L’agroécologie façon agriculture de conservation des sols
Prônant le zéro travail du sol et sa couverture permanente, l’agriculture de conservation des sols (ACS) s’affiche comme le modèle agroécologique par excellence. Mais le recours au glyphosate, quasi indispensable, met en doute l’avenir du système.
Plus de vingt fermes ouvertes sur un long week-end pour témoigner de l’agriculture de conservation des sols (ACS) et un colloque se tenant au sein du ministère de l’Agriculture : portée par l’association Apad (1), l’ACS s’affiche comme l’innovation agroécologique de demain.
« L’ACS repose sur trois piliers, mentionne Christophe Naudin, agriculteur à Maisse, dans l’Essonne, l’arrêt de la perturbation des sols (zéro travail), la couverture permanente des sols et une rotation diversifiée. » L’ACS reprend les trois principes fondamentaux de l’agriculture de conservation prônée par la FAO (2). Cette orientation apporte des avantages d’ordre économique avant tout, avec des charges de mécanisation réduites. C’est souvent ce qui incite les agriculteurs à mettre le pied à l’étrier. « Installé comme aide familial avec mon père en 2007, j’ai recherché les moyens de réduire les coûts de l’exploitation agricole, explique Christophe Naudin. J’ai repris l’exploitation en 2013 et suis passé en ACS en 2014 avec l’achat d’un semoir de semis direct d’occasion venant de Grande-Bretagne pour 29 000 euros. J’estime avoir divisé par trois la consommation de carburant. Elle est de moins de 40 l/ha, moisson comprise, contre 100 à 120 l/ha en conduite avec labour. Les utilisations de phytos ont été réduites de 50 % en dix ans. L’utilisation des engrais a baissé également. » Cette réduction des charges compense les rendements un peu plus faibles que connaît l’agriculteur actuellement.

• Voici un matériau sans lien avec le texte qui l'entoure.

//! Speaker Repository Port - 出站端口
//!
//! 说话人元数据持久化的抽象接口
//! 具体实现在 infrastructure 层（内存 / SQLite）

use async_trait::async_trait;
use thiserror::Error;

use crate::domain::speaker::{Speaker, SpeakerId};

/// Repository 错误
#[derive(Debug, Error)]
pub enum RepositoryError {
    #[error("Entity not found: {0}")]
    NotFound(String),

    #[error("Database error: {0}")]
    DatabaseError(String),

    #[error("Serialization error: {0}")]
    SerializationError(String),
}

/// Speaker Repository Port
#[async_trait]
pub trait SpeakerRepositoryPort: Send + Sync {
    /// 保存说话人，同 ID 已存在时覆盖
    async fn save(&self, speaker: &Speaker) -> Result<(), RepositoryError>;

    async fn find_by_id(&self, id: &SpeakerId) -> Result<Option<Speaker>, RepositoryError>;

    /// 按 ID 排序返回全部说话人
    async fn find_all(&self) -> Result<Vec<Speaker>, RepositoryError>;

    /// 删除说话人，返回是否确实存在
    async fn delete(&self, id: &SpeakerId) -> Result<bool, RepositoryError>;

    async fn count(&self) -> Result<usize, RepositoryError>;
}
//! Backend Command Handlers

use std::sync::Arc;

use crate::application::commands::SwitchBackend;
use crate::application::error::ApplicationError;
use crate::application::services::BackendRegistry;

/// SwitchBackend Handler
pub struct SwitchBackendHandler {
    registry: Arc<BackendRegistry>,
}

impl SwitchBackendHandler {
    pub fn new(registry: Arc<BackendRegistry>) -> Self {
        Self { registry }
    }

    /// 切换成功后返回新的 active 后端
    pub fn handle(&self, command: SwitchBackend) -> Result<String, ApplicationError> {
        let name = command.name.trim().to_lowercase();
        if name.is_empty() {
            return Err(ApplicationError::validation("model cannot be empty"));
        }
        self.registry.switch(&name)?;
        Ok(name)
    }
}
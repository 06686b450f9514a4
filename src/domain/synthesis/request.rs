//! Synthesis Context - 合成请求及校验

use serde::{Deserialize, Serialize};

use crate::domain::speaker::SpeakerId;

/// 后端调优参数
#[derive(Debug, Clone, Copy, PartialEq, Serialize, Deserialize)]
pub struct TuningParams {
    pub temperature: f32,
    pub top_p: f32,
    pub repetition_penalty: f32,
    pub min_p: f32,
    /// guidance 权重（XTTS 称 cond_free_k）
    pub cfg_weight: f32,
    /// 长度/夸张度权重（XTTS 映射为 length_penalty）
    pub exaggeration: f32,
}

impl Default for TuningParams {
    fn default() -> Self {
        Self {
            temperature: 0.7,
            top_p: 0.8,
            repetition_penalty: 2.0,
            min_p: 0.05,
            cfg_weight: 0.0,
            exaggeration: 0.0,
        }
    }
}

/// 分段策略
#[derive(Debug, Clone, Copy, PartialEq, Serialize, Deserialize)]
pub struct ChunkPolicy {
    /// 单个分段最大字符数
    pub max_chunk_chars: usize,
    /// 分段最短可接受时长（秒），<= 0 表示不做时长检查
    pub min_chunk_secs: f64,
    /// 每个分段的最大重试次数（总尝试次数 = max_retries + 1）
    pub max_retries: u32,
}

impl Default for ChunkPolicy {
    fn default() -> Self {
        Self {
            max_chunk_chars: 200,
            min_chunk_secs: 2.0,
            max_retries: 0,
        }
    }
}

impl ChunkPolicy {
    /// 是否启用时长质量门限
    pub fn quality_gate_enabled(&self) -> bool {
        self.min_chunk_secs > 0.0
    }

    pub fn max_attempts(&self) -> u32 {
        self.max_retries + 1
    }
}

/// 请求校验上限
#[derive(Debug, Clone, Copy)]
pub struct RequestLimits {
    pub max_text_chars: usize,
    pub min_chunk_chars: usize,
    pub max_chunk_retries: u32,
    pub max_chunk_secs: f64,
}

impl Default for RequestLimits {
    fn default() -> Self {
        Self {
            max_text_chars: 5000,
            min_chunk_chars: 10,
            max_chunk_retries: 10,
            max_chunk_secs: 60.0,
        }
    }
}

/// 合成请求（文本已规范化）
#[derive(Debug, Clone)]
pub struct SynthesisRequest {
    pub text: String,
    pub speaker_id: SpeakerId,
    pub language: String,
    pub speed: f32,
    pub tuning: TuningParams,
    pub policy: ChunkPolicy,
    /// 本次请求优先使用的后端（覆盖全局 active 后端）
    pub backend: Option<String>,
}

impl SynthesisRequest {
    /// 校验所有字段，任何后端调用之前执行
    pub fn validate(&self, limits: &RequestLimits) -> Result<(), String> {
        if self.text.is_empty() {
            return Err("Text cannot be empty".to_string());
        }
        let text_chars = self.text.chars().count();
        if text_chars > limits.max_text_chars {
            return Err(format!(
                "Text too long ({} characters, max {})",
                text_chars, limits.max_text_chars
            ));
        }

        validate_language(&self.language)?;

        check_range("speed", self.speed, 0.5, 2.0)?;

        let t = &self.tuning;
        if !(t.temperature.is_finite() && t.temperature > 0.0 && t.temperature <= 2.0) {
            return Err("temperature must be in (0.0, 2.0]".to_string());
        }
        if !(t.top_p.is_finite() && t.top_p > 0.0 && t.top_p <= 1.0) {
            return Err("top_p must be in (0.0, 1.0]".to_string());
        }
        check_range("repetition_penalty", t.repetition_penalty, 1.0, 10.0)?;
        check_range("min_p", t.min_p, 0.0, 1.0)?;
        check_range("cfg_weight", t.cfg_weight, 0.0, 10.0)?;
        check_range("exaggeration", t.exaggeration, 0.0, 2.0)?;

        let p = &self.policy;
        if p.max_chunk_chars < limits.min_chunk_chars || p.max_chunk_chars > limits.max_text_chars {
            return Err(format!(
                "chunk_size must be between {} and {}",
                limits.min_chunk_chars, limits.max_text_chars
            ));
        }
        if !p.min_chunk_secs.is_finite() || p.min_chunk_secs > limits.max_chunk_secs {
            return Err(format!(
                "chunk_min_seconds must be at most {}",
                limits.max_chunk_secs
            ));
        }
        if p.max_retries > limits.max_chunk_retries {
            return Err(format!(
                "chunk_retries must be at most {}",
                limits.max_chunk_retries
            ));
        }

        if let Some(backend) = &self.backend {
            if backend.trim().is_empty() {
                return Err("backend cannot be empty".to_string());
            }
        }

        Ok(())
    }
}

fn check_range(name: &str, value: f32, min: f32, max: f32) -> Result<(), String> {
    if value.is_finite() && (min..=max).contains(&value) {
        Ok(())
    } else {
        Err(format!("{} must be between {} and {}", name, min, max))
    }
}

/// 语言代码: 2-16 个字符，仅字母、数字和 `-`
fn validate_language(language: &str) -> Result<(), String> {
    let len = language.len();
    if !(2..=16).contains(&len)
        || !language
            .chars()
            .all(|c| c.is_ascii_alphanumeric() || c == '-')
    {
        return Err(format!("Invalid language code: {:?}", language));
    }
    Ok(())
}

#[cfg(test)]
mod tests {
    use super::*;

    fn request() -> SynthesisRequest {
        SynthesisRequest {
            text: "Hello there.".to_string(),
            speaker_id: SpeakerId::new("alice").unwrap(),
            language: "en".to_string(),
            speed: 1.0,
            tuning: TuningParams::default(),
            policy: ChunkPolicy::default(),
            backend: None,
        }
    }

    #[test]
    fn test_defaults_are_valid() {
        assert!(request().validate(&RequestLimits::default()).is_ok());
    }

    #[test]
    fn test_speed_bounds() {
        let limits = RequestLimits::default();
        let mut req = request();
        req.speed = 0.5;
        assert!(req.validate(&limits).is_ok());
        req.speed = 2.0;
        assert!(req.validate(&limits).is_ok());
        req.speed = 2.01;
        assert!(req.validate(&limits).is_err());
        req.speed = f32::NAN;
        assert!(req.validate(&limits).is_err());
    }

    #[test]
    fn test_text_limits() {
        let limits = RequestLimits::default();
        let mut req = request();
        req.text = String::new();
        assert!(req.validate(&limits).is_err());
        req.text = "a".repeat(5000);
        assert!(req.validate(&limits).is_ok());
        req.text = "a".repeat(5001);
        assert!(req.validate(&limits).is_err());
    }

    #[test]
    fn test_chunk_policy_limits() {
        let limits = RequestLimits::default();
        let mut req = request();
        req.policy.max_retries = 11;
        assert!(req.validate(&limits).is_err());

        let mut req = request();
        req.policy.max_chunk_chars = 5;
        assert!(req.validate(&limits).is_err());

        let mut req = request();
        req.policy.min_chunk_secs = -1.0;
        assert!(req.validate(&limits).is_ok());
        assert!(!req.policy.quality_gate_enabled());
    }

    #[test]
    fn test_tuning_limits() {
        let limits = RequestLimits::default();
        let mut req = request();
        req.tuning.top_p = 0.0;
        assert!(req.validate(&limits).is_err());

        let mut req = request();
        req.tuning.temperature = 0.0;
        assert!(req.validate(&limits).is_err());
    }

    #[test]
    fn test_language_code() {
        let limits = RequestLimits::default();
        let mut req = request();
        req.language = "zh-cn".to_string();
        assert!(req.validate(&limits).is_ok());
        req.language = "e".to_string();
        assert!(req.validate(&limits).is_err());
        req.language = "en us".to_string();
        assert!(req.validate(&limits).is_err());
    }
}
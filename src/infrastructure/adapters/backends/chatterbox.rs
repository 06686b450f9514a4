//! Chatterbox Backend - 与语言无关的声音克隆
//!
//! 忽略语速与采样参数，只转发 cfg_weight / exaggeration

use async_trait::async_trait;
use serde::Serialize;

use super::model_server::{ensure_reference_audio, ModelServerClient, ModelServerConfig};
use crate::application::ports::{
    BackendError, BackendSynthesisRequest, LanguageSupport, SynthesisBackendPort,
};
use crate::domain::audio::PcmBuffer;

pub const CHATTERBOX_BACKEND: &str = "chatterbox";

/// Chatterbox 推理请求体
#[derive(Debug, Serialize)]
struct ChatterboxPayload<'a> {
    text: &'a str,
    audio_prompt_path: String,
    cfg_weight: f32,
    exaggeration: f32,
}

/// Chatterbox Backend
pub struct ChatterboxBackend {
    client: ModelServerClient,
}

impl ChatterboxBackend {
    pub fn new(config: ModelServerConfig) -> Result<Self, BackendError> {
        Ok(Self {
            client: ModelServerClient::new(config)?,
        })
    }
}

#[async_trait]
impl SynthesisBackendPort for ChatterboxBackend {
    fn name(&self) -> &str {
        CHATTERBOX_BACKEND
    }

    fn supported_languages(&self) -> LanguageSupport {
        LanguageSupport::All
    }

    async fn synthesize(&self, request: BackendSynthesisRequest) -> Result<PcmBuffer, BackendError> {
        ensure_reference_audio(&request.reference_audio).await?;

        let payload = ChatterboxPayload {
            text: &request.text,
            audio_prompt_path: request.reference_audio.display().to_string(),
            cfg_weight: request.tuning.cfg_weight,
            exaggeration: request.tuning.exaggeration,
        };

        tracing::debug!(
            backend = CHATTERBOX_BACKEND,
            speaker_id = %request.speaker_id,
            text_len = request.text.len(),
            "Chatterbox synthesizing"
        );

        self.client.synthesize(CHATTERBOX_BACKEND, &payload).await
    }

    async fn health_check(&self) -> bool {
        self.client.health_check().await
    }
}
//! Reference Audio Storage - 文件系统参考音频存储实现
//!
//! 每个说话人一个 `<speaker_id>.wav` 文件

use async_trait::async_trait;
use std::path::{Path, PathBuf};
use tokio::fs;

use crate::application::ports::{ReferenceAudioStoragePort, StagedAudio, StorageError};
use crate::domain::speaker::SpeakerId;

/// 文件系统参考音频存储
pub struct FileReferenceAudioStorage {
    /// 存储根目录
    base_dir: PathBuf,
}

impl FileReferenceAudioStorage {
    /// 创建文件存储，目录在首次写入时创建
    pub fn new(base_dir: impl AsRef<Path>) -> Self {
        Self {
            base_dir: base_dir.as_ref().to_path_buf(),
        }
    }

    /// 获取存储根目录
    pub fn base_dir(&self) -> &Path {
        &self.base_dir
    }

    /// 说话人参考音频路径
    pub fn audio_path(&self, id: &SpeakerId) -> PathBuf {
        self.base_dir.join(format!("{}.wav", id.as_str()))
    }
}

#[async_trait]
impl ReferenceAudioStoragePort for FileReferenceAudioStorage {
    async fn stage(&self, id: &SpeakerId, audio: &[u8]) -> Result<StagedAudio, StorageError> {
        fs::create_dir_all(&self.base_dir).await?;

        // 同目录下的隐藏临时文件，保证 rename 不跨文件系统
        let staged_path = self
            .base_dir
            .join(format!(".{}.{}.tmp", id.as_str(), uuid::Uuid::new_v4()));

        if let Err(e) = fs::write(&staged_path, audio).await {
            let _ = fs::remove_file(&staged_path).await;
            return Err(e.into());
        }

        tracing::debug!(
            speaker_id = %id,
            path = %staged_path.display(),
            size = audio.len(),
            "Staged reference audio"
        );

        Ok(StagedAudio {
            id: id.clone(),
            staged_path,
            final_path: self.audio_path(id),
        })
    }

    async fn commit(&self, staged: StagedAudio) -> Result<PathBuf, StorageError> {
        if let Err(e) = fs::rename(&staged.staged_path, &staged.final_path).await {
            let _ = fs::remove_file(&staged.staged_path).await;
            return Err(e.into());
        }

        tracing::debug!(
            speaker_id = %staged.id,
            path = %staged.final_path.display(),
            "Committed reference audio"
        );
        Ok(staged.final_path)
    }

    async fn discard(&self, staged: StagedAudio) {
        if let Err(e) = fs::remove_file(&staged.staged_path).await {
            if e.kind() != std::io::ErrorKind::NotFound {
                tracing::warn!(
                    speaker_id = %staged.id,
                    error = %e,
                    "Failed to remove staged reference audio"
                );
            }
        }
    }

    async fn delete(&self, id: &SpeakerId) -> Result<(), StorageError> {
        let audio_path = self.audio_path(id);

        match fs::remove_file(&audio_path).await {
            Ok(()) => {
                tracing::debug!(speaker_id = %id, "Deleted reference audio");
                Ok(())
            }
            Err(e) if e.kind() == std::io::ErrorKind::NotFound => Ok(()),
            Err(e) => Err(e.into()),
        }
    }

    async fn exists(&self, id: &SpeakerId) -> bool {
        fs::try_exists(self.audio_path(id)).await.unwrap_or(false)
    }
}
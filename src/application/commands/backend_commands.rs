//! Backend Commands

/// 切换全局 active 后端
#[derive(Debug, Clone)]
pub struct SwitchBackend {
    pub name: String,
}
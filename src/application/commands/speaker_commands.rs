//! Speaker Commands

/// 注册（克隆）说话人命令
#[derive(Debug, Clone)]
pub struct RegisterSpeaker {
    pub speaker_id: String,
    /// 上传的参考音频原始字节
    pub audio: Vec<u8>,
}

/// 删除说话人命令
#[derive(Debug, Clone)]
pub struct DeleteSpeaker {
    pub speaker_id: String,
}
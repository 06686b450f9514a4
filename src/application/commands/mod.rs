//! 应用层 - 命令（写操作）
//!
//! CQRS 命令侧：处理所有写操作

mod backend_commands;
mod speaker_commands;
mod synthesis_commands;

pub mod handlers;

pub use backend_commands::*;
pub use speaker_commands::*;
pub use synthesis_commands::*;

Une contribution à la réduction des gaz à effet de serre
À l’heure de l’agroécologie, l’agriculture de conservation des sols répond-elle aux enjeux environnementaux ? Chercheur à l’Inra de Toulouse, Jean-Pierre Sarthou a fait le tour de la question en recherchant des résultats d’expérimentations tous azimuts. « Par rapport à l’atténuation du changement climatique, l’ACS permet de stocker du carbone dans le sol, au moins dans l’horizon supérieur (0-30 cm) alors qu’un semis direct seul a parfois tendance à en déstocker. Ce sont les couverts végétaux et les résidus de cultures qui apportent ce carbone au sol. » Jean-Pierre Sarthou note que les émissions de gaz à effet de serre (CO2, méthane, protoxyde d’azote) sont réduites grâce à une activité améliorée de la microbiologie du sol. « Mais cela se voit seulement après quelques années d’ACS bien conduite », précise le spécialiste, en insistant sur l’importance de la couverture végétale permanente. Même constat avec la dépendance aux herbicides, « qui n’est pas plus importante qu’en agriculture conventionnelle et qui l’est même moins, parfois. » Le comportement du sol est amélioré dans sa dimension hydrologique grâce à une stabilité structurale meilleure des agrégats et à une porosité du sol permettant une bonne infiltration de l’eau. Le ruissellement de l’eau et l’érosion du sol s’en trouvent réduits avec l’ACS. « La capacité de réserve utile est plus importante en ACS car ce mode d’agriculture permet la création d’une mésoporosité qui rend l’eau davantage disponible dans le sol pour les plantes, explique Jean-Pierre Sarthou. Cette mésoporosité (pores de diamètres de 0,2 à 30 µm) est créée par la microfaune du sol et elle est favorisée par la matière organique. »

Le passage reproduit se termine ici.